People of Nowhere: l’arte che cura il mondo alzando la soglia del dolore

Per quanto siamo portati a credere che abbia sfumature infinite, e infiniti modi di leggerla, questa faccenda dell’arte, e più in generale della bellezza, può essere invece condensata in appena due correnti. Gigantesche, d’accordo, ma due: l’arte di cui ci serviamo per colmare certi buchi neri dell’anima, e quella che invece i buchi neri te li semina dentro come fossero virus. Di quelli che se non ci fai i conti da subito, ti scatenano dentro piccole tempeste perfette che poi hai voglia a rimettere in ordine.

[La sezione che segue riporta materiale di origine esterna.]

//! EEPROM emulation on NOR flash
//!
//! NOR flash can only be erased in whole sectors, so byte-granular writes
//! go into a RAM mirror of the region and [`commit`](Eeprom::commit) erases
//! the region and programs the mirror back in one pass. Commits with
//! nothing changed skip the erase cycle entirely.
//!
//! Works with any driver implementing `embedded_storage::nor_flash::NorFlash`
//! (embassy-rp, embassy-stm32, esp-storage, ...).

use embedded_storage::nor_flash::{NorFlash, NorFlashError, NorFlashErrorKind};

use crate::eeprom::{check_offset, Eeprom, EepromError};

impl From<NorFlashErrorKind> for EepromError {
    fn from(kind: NorFlashErrorKind) -> Self {
        match kind {
            NorFlashErrorKind::OutOfBounds => EepromError::OutOfBounds,
            NorFlashErrorKind::NotAligned => EepromError::Misaligned,
            _ => EepromError::Flash,
        }
    }
}

/// EEPROM emulated in an `N`-byte region of NOR flash
///
/// `N` must be a multiple of the flash's erase size and the region must
/// start on an erase boundary; [`NorFlashEeprom::new`] checks both.
pub struct NorFlashEeprom<F, const N: usize> {
    flash: F,
    /// Absolute flash offset of the region
    base: u32,
    /// RAM copy of the region
    mirror: [u8; N],
    /// Size of the reserved working region (0 until `init`)
    capacity: usize,
    /// Mirror differs from flash
    dirty: bool,
    /// Number of erase+program cycles performed by `commit`
    erase_cycles: u32,
}

impl<F: NorFlash, const N: usize> NorFlashEeprom<F, N> {
    /// Wrap `flash`, using `N` bytes starting at `base` as the EEPROM region
    pub fn new(flash: F, base: u32) -> Result<Self, EepromError> {
        let base_usize = base as usize;
        if base_usize % F::ERASE_SIZE != 0 || N % F::ERASE_SIZE != 0 || N == 0 {
            return Err(EepromError::Misaligned);
        }
        if base_usize + N > flash.capacity() {
            return Err(EepromError::OutOfBounds);
        }

        Ok(Self {
            flash,
            base,
            mirror: [0xFF; N],
            capacity: 0,
            dirty: false,
            erase_cycles: 0,
        })
    }

    /// Absolute flash offset of the region
    pub fn base(&self) -> u32 {
        self.base
    }

    /// Number of erase cycles spent on this region since creation
    pub fn erase_cycles(&self) -> u32 {
        self.erase_cycles
    }

    /// Whether writes are waiting for a commit
    pub fn is_dirty(&self) -> bool {
        self.dirty
    }

    /// Release the underlying flash driver
    ///
    /// Uncommitted writes are discarded.
    pub fn into_inner(self) -> F {
        self.flash
    }

    fn region_end(&self) -> u32 {
        self.base + N as u32
    }
}

impl<F: NorFlash, const N: usize> Eeprom for NorFlashEeprom<F, N> {
    /// Load the region into the RAM mirror
    ///
    /// Re-initializing discards writes that were never committed.
    fn init(&mut self, capacity: usize) -> Result<(), EepromError> {
        if capacity > N {
            return Err(EepromError::CapacityTooLarge);
        }

        self.flash
            .read(self.base, &mut self.mirror)
            .map_err(|e| EepromError::from(e.kind()))?;

        self.capacity = capacity;
        self.dirty = false;
        Ok(())
    }

    fn read_byte(&mut self, offset: usize) -> Result<u8, EepromError> {
        check_offset(offset, self.capacity)?;
        Ok(self.mirror[offset])
    }

    fn write_byte(&mut self, offset: usize, value: u8) -> Result<(), EepromError> {
        check_offset(offset, self.capacity)?;
        if self.mirror[offset] != value {
            self.mirror[offset] = value;
            self.dirty = true;
        }
        Ok(())
    }

    fn commit(&mut self) -> Result<(), EepromError> {
        if self.capacity == 0 {
            return Err(EepromError::NotInitialized);
        }
        if !self.dirty {
            return Ok(());
        }

        let end = self.region_end();
        self.flash
            .erase(self.base, end)
            .map_err(|e| EepromError::from(e.kind()))?;
        self.flash
            .write(self.base, &self.mirror)
            .map_err(|e| EepromError::from(e.kind()))?;

        self.dirty = false;
        self.erase_cycles += 1;
        Ok(())
    }

    fn capacity(&self) -> usize {
        self.capacity
    }
}

#[cfg(test)]
mod tests {
    use super::*;
    use embedded_storage::nor_flash::{ErrorType, ReadNorFlash};

    const SECTOR: usize = 64;
    const FLASH_BYTES: usize = 4 * SECTOR;

    /// NOR flash model: erase sets sectors to 0xFF, programming can only
    /// clear bits
    struct MockFlash {
        data: [u8; FLASH_BYTES],
        erases: usize,
        fail_writes: bool,
    }

    impl MockFlash {
        fn new() -> Self {
            Self {
                data: [0xFF; FLASH_BYTES],
                erases: 0,
                fail_writes: false,
            }
        }
    }

    impl ErrorType for MockFlash {
        type Error = NorFlashErrorKind;
    }

    impl ReadNorFlash for MockFlash {
        const READ_SIZE: usize = 1;

        fn read(&mut self, offset: u32, bytes: &mut [u8]) -> Result<(), Self::Error> {
            let start = offset as usize;
            let end = start + bytes.len();
            if end > FLASH_BYTES {
                return Err(NorFlashErrorKind::OutOfBounds);
            }
            bytes.copy_from_slice(&self.data[start..end]);
            Ok(())
        }

        fn capacity(&self) -> usize {
            FLASH_BYTES
        }
    }

    impl NorFlash for MockFlash {
        const WRITE_SIZE: usize = 4;
        const ERASE_SIZE: usize = SECTOR;

        fn erase(&mut self, from: u32, to: u32) -> Result<(), Self::Error> {
            let (from, to) = (from as usize, to as usize);
            if from % SECTOR != 0 || to % SECTOR != 0 {
                return Err(NorFlashErrorKind::NotAligned);
            }
            if to > FLASH_BYTES {
                return Err(NorFlashErrorKind::OutOfBounds);
            }
            self.data[from..to].fill(0xFF);
            self.erases += (to - from) / SECTOR;
            Ok(())
        }

        fn write(&mut self, offset: u32, bytes: &[u8]) -> Result<(), Self::Error> {
            if self.fail_writes {
                return Err(NorFlashErrorKind::Other);
            }
            let start = offset as usize;
            if start % Self::WRITE_SIZE != 0 || bytes.len() % Self::WRITE_SIZE != 0 {
                return Err(NorFlashErrorKind::NotAligned);
            }
            for (cell, &byte) in self.data[start..start + bytes.len()].iter_mut().zip(bytes) {
                *cell &= byte;
            }
            Ok(())
        }
    }

    #[test]
    fn test_new_checks_region_alignment() {
        assert_eq!(
            NorFlashEeprom::<_, SECTOR>::new(MockFlash::new(), 10).err(),
            Some(EepromError::Misaligned)
        );
        assert_eq!(
            NorFlashEeprom::<_, 100>::new(MockFlash::new(), 0).err(),
            Some(EepromError::Misaligned)
        );
        assert_eq!(
            NorFlashEeprom::<_, { 2 * SECTOR }>::new(MockFlash::new(), (3 * SECTOR) as u32).err(),
            Some(EepromError::OutOfBounds)
        );
    }

    #[test]
    fn test_init_rejects_capacity_beyond_region() {
        let mut eeprom = NorFlashEeprom::<_, SECTOR>::new(MockFlash::new(), 0).unwrap();
        assert_eq!(eeprom.init(SECTOR + 1), Err(EepromError::CapacityTooLarge));
    }

    #[test]
    fn test_commit_persists_across_reinit() {
        let base = (2 * SECTOR) as u32;
        let mut eeprom = NorFlashEeprom::<_, SECTOR>::new(MockFlash::new(), base).unwrap();
        eeprom.init(32).unwrap();
        eeprom.write(0, &[0x12, 0x34, 0x56]).unwrap();
        eeprom.commit().unwrap();

        let flash = eeprom.into_inner();
        assert_eq!(flash.data[2 * SECTOR..2 * SECTOR + 3], [0x12, 0x34, 0x56]);
        // Neighbouring sectors untouched
        assert_eq!(flash.data[SECTOR], 0xFF);
        assert_eq!(flash.erases, 1);

        let mut eeprom = NorFlashEeprom::<_, SECTOR>::new(flash, base).unwrap();
        eeprom.init(32).unwrap();
        let mut buffer = [0u8; 3];
        eeprom.read(0, &mut buffer).unwrap();
        assert_eq!(buffer, [0x12, 0x34, 0x56]);
    }

    #[test]
    fn test_rewriting_cleared_bits_survives_erase() {
        let mut eeprom = NorFlashEeprom::<_, SECTOR>::new(MockFlash::new(), 0).unwrap();
        eeprom.init(8).unwrap();
        eeprom.write_byte(0, 0x00).unwrap();
        eeprom.commit().unwrap();

        // 0x00 -> 0xA5 needs bits set again, which only works via erase
        eeprom.write_byte(0, 0xA5).unwrap();
        eeprom.commit().unwrap();

        eeprom.init(8).unwrap();
        assert_eq!(eeprom.read_byte(0), Ok(0xA5));
        assert_eq!(eeprom.erase_cycles(), 2);
    }

    #[test]
    fn test_clean_commit_skips_erase() {
        let mut eeprom = NorFlashEeprom::<_, SECTOR>::new(MockFlash::new(), 0).unwrap();
        eeprom.init(8).unwrap();

        // Writing the value already stored does not dirty the mirror
        eeprom.write_byte(0, 0xFF).unwrap();
        assert!(!eeprom.is_dirty());
        eeprom.commit().unwrap();

        assert_eq!(eeprom.erase_cycles(), 0);
        assert_eq!(eeprom.into_inner().erases, 0);
    }

    #[test]
    fn test_reinit_discards_uncommitted_writes() {
        let mut eeprom = NorFlashEeprom::<_, SECTOR>::new(MockFlash::new(), 0).unwrap();
        eeprom.init(8).unwrap();
        eeprom.write_byte(1, 0x11).unwrap();
        assert!(eeprom.is_dirty());

        eeprom.init(8).unwrap();
        assert_eq!(eeprom.read_byte(1), Ok(0xFF));
        assert!(!eeprom.is_dirty());
    }

    #[test]
    fn test_flash_failure_keeps_mirror_dirty() {
        let mut flash = MockFlash::new();
        flash.fail_writes = true;
        let mut eeprom = NorFlashEeprom::<_, SECTOR>::new(flash, 0).unwrap();
        eeprom.init(8).unwrap();
        eeprom.write_byte(0, 0x01).unwrap();

        assert_eq!(eeprom.commit(), Err(EepromError::Flash));
        assert!(eeprom.is_dirty());
        assert_eq!(eeprom.erase_cycles(), 0);
    }

    #[test]
    fn test_commit_before_init() {
        let mut eeprom = NorFlashEeprom::<_, SECTOR>::new(MockFlash::new(), 0).unwrap();
        assert_eq!(eeprom.commit(), Err(EepromError::NotInitialized));
    }
}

E se in entrambi i casi il fine unico di questa singolare rappresentazione del mondo resta un certo modo impreciso di prendersi cura dello spirito, avvicinando l’ingranaggio interno di ognuno a un’idea di esattezza che è quella per tutti, a differenza della prima, che agisce per contrasto, la seconda di queste due fattispecie si acquisisce per inoculazione del veleno stesso. E tra le due varianti, va da sé, è quella che fa più male.

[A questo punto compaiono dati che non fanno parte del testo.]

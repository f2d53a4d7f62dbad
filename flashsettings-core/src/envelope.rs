//! Record envelope
//!
//! Every persisted record starts with a fixed 4-byte header:
//!
//! ```text
//! ┌──────────┬──────────┬──────────────────────────┐
//! │ SIZE     │ CHECKSUM │ PAYLOAD                  │
//! │ 2B (LE)  │ 2B (LE)  │ size_of::<T>() bytes     │
//! └──────────┴──────────┴──────────────────────────┘
//! ```
//!
//! - SIZE: byte size of the whole record (header + payload) as compiled.
//!   A different value in storage means the layout changed.
//! - CHECKSUM: Fletcher-16 over the whole record with the CHECKSUM bytes
//!   taken as zero.
//!
//! The header is encoded explicitly (little-endian) instead of being cast
//! from a struct, so the stored layout never depends on target padding.

use crate::checksum::Fletcher16;

/// Checksum value of a freshly constructed record
///
/// Both Fletcher-16 sums are reduced modulo 255, so no computed checksum
/// has a 0xFF byte. The first save after construction therefore always
/// writes, even when the defaults were never persisted.
pub const SENTINEL_CHECKSUM: u16 = 0xFFFF;

/// Size and checksum header shared by every settings record
#[derive(Debug, Clone, Copy, PartialEq, Eq)]
#[cfg_attr(feature = "defmt", derive(defmt::Format))]
pub struct Envelope {
    /// Byte size of the full record
    pub size: u16,
    /// Fletcher-16 of the full record with this field zeroed
    pub checksum: u16,
}

impl Envelope {
    /// Encoded size of the envelope
    pub const SIZE: usize = 4;

    /// Byte range of the size field within the image
    pub const SIZE_FIELD: core::ops::Range<usize> = 0..2;

    /// Byte range of the checksum field within the image
    pub const CHECKSUM_FIELD: core::ops::Range<usize> = 2..4;

    /// Envelope for a record of `record_size` bytes with the sentinel checksum
    pub const fn new(record_size: u16) -> Self {
        Self {
            size: record_size,
            checksum: SENTINEL_CHECKSUM,
        }
    }

    /// Encode as stored
    pub fn to_bytes(&self) -> [u8; Self::SIZE] {
        let size = self.size.to_le_bytes();
        let checksum = self.checksum.to_le_bytes();
        [size[0], size[1], checksum[0], checksum[1]]
    }

    /// Decode from stored bytes
    pub fn from_bytes(bytes: [u8; Self::SIZE]) -> Self {
        Self {
            size: u16::from_le_bytes([bytes[0], bytes[1]]),
            checksum: u16::from_le_bytes([bytes[2], bytes[3]]),
        }
    }

    /// Fletcher-16 over this envelope followed by `payload`, with the
    /// checksum field taken as zero
    ///
    /// The stored checksum field never contributes, so this is the value
    /// that belongs in `checksum` for the given payload.
    pub fn checksum_with(&self, payload: &[u8]) -> u16 {
        let header = Self {
            size: self.size,
            checksum: 0,
        };

        let mut sum = Fletcher16::new();
        sum.update(&header.to_bytes());
        sum.update(payload);
        sum.value()
    }
}

#[cfg(test)]
mod tests {
    use super::*;
    use crate::checksum::fletcher16;

    #[test]
    fn test_new_uses_sentinel() {
        let envelope = Envelope::new(12);
        assert_eq!(envelope.size, 12);
        assert_eq!(envelope.checksum, SENTINEL_CHECKSUM);
    }

    #[test]
    fn test_byte_layout() {
        let envelope = Envelope {
            size: 0x0102,
            checksum: 0xA0B0,
        };
        let bytes = envelope.to_bytes();
        assert_eq!(bytes, [0x02, 0x01, 0xB0, 0xA0]);
        assert_eq!(bytes[Envelope::SIZE_FIELD], [0x02, 0x01]);
        assert_eq!(bytes[Envelope::CHECKSUM_FIELD], [0xB0, 0xA0]);
        assert_eq!(Envelope::from_bytes(bytes), envelope);
    }

    #[test]
    fn test_checksum_ignores_stored_checksum() {
        let payload = [7u8, 0, 42, 13];
        let a = Envelope {
            size: 8,
            checksum: 0x1234,
        };
        let b = Envelope {
            size: 8,
            checksum: SENTINEL_CHECKSUM,
        };
        assert_eq!(a.checksum_with(&payload), b.checksum_with(&payload));
    }

    #[test]
    fn test_checksum_matches_flat_image() {
        let payload = [1u8, 2, 3, 4];
        let envelope = Envelope::new(8);
        let image = [8u8, 0, 0, 0, 1, 2, 3, 4];
        assert_eq!(envelope.checksum_with(&payload), fletcher16(&image));
    }

    #[test]
    fn test_checksum_covers_size_field() {
        let payload = [1u8, 2, 3, 4];
        assert_ne!(
            Envelope::new(8).checksum_with(&payload),
            Envelope::new(9).checksum_with(&payload)
        );
    }
}
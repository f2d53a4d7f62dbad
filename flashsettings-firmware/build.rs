//! Build script for flashsettings-firmware
//!
//! - Sets up linker search paths for memory.x
//! - Passes the cortex-m-rt, embassy-rp and defmt linker scripts

use std::env;
use std::fs::File;
use std::io::Write;
use std::path::PathBuf;

fn main() {
    setup_linker();
}

/// Set up linker search paths and scripts
fn setup_linker() {
    let out_dir = PathBuf::from(env::var("OUT_DIR").unwrap());

    // Copy memory.x to the output directory
    let memory_x = include_bytes!("memory.x");
    let mut f = File::create(out_dir.join("memory.x")).unwrap();
    f.write_all(memory_x).unwrap();

    // Tell rustc where to find memory.x
    println!("cargo:rustc-link-search={}", out_dir.display());

    println!("cargo:rustc-link-arg-bins=--nmagic");
    println!("cargo:rustc-link-arg-bins=-Tlink.x");
    println!("cargo:rustc-link-arg-bins=-Tlink-rp.x");
    if env::var_os("CARGO_FEATURE_DEFMT").is_some() {
        println!("cargo:rustc-link-arg-bins=-Tdefmt.x");
    }

    // Re-run if memory.x changes
    println!("cargo:rerun-if-changed=memory.x");
    println!("cargo:rerun-if-changed=build.rs");
}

Perché di solito è quella che serve a svegliare le coscienze. Generando al passaggio ferite che, a seconda del grado di sensibilità che ognuno si porta in dote, non sai né quando, né come – né se – avrai modo di rimarginare.

E’ di solito l’arte che mentre comunica, informa. Educa. Istruisce. In una parola: migliora.

Scrivo queste righe con nella testa e negli occhi ancora le immagini vive del micrometraggio (ché non saprei definirlo altrimenti) col quale Lior Sperandeo, giovane regista israeliano, si è preso la briga di raccontarci cosa voglia dire, per davvero, giocare a dadi con la morte. Cosa voglia dire, per un esule siriano, rischiare tutto in un colpo solo – tutto! pure la vita di tuo figlio – per una promessa di vita che non è la tua, ma che è l’unica possibile.

People of Nowhere, si chiama. E io non saprei davvero dire di più, e meglio, di quello che questi due minuti scarsi suggeriscono. So però che il concentrato di pura potenza narrativa di questo lavoro, e il modo in cui ci proietta su quelle strade liquide, in quei centri lerci, scaraventandoci persino addosso a quegli scogli, è esattamente ciò che fa la differenza tra l’arte che lenisce, e quella che cura. Fissando la soglia del dolore un gradino più in alto.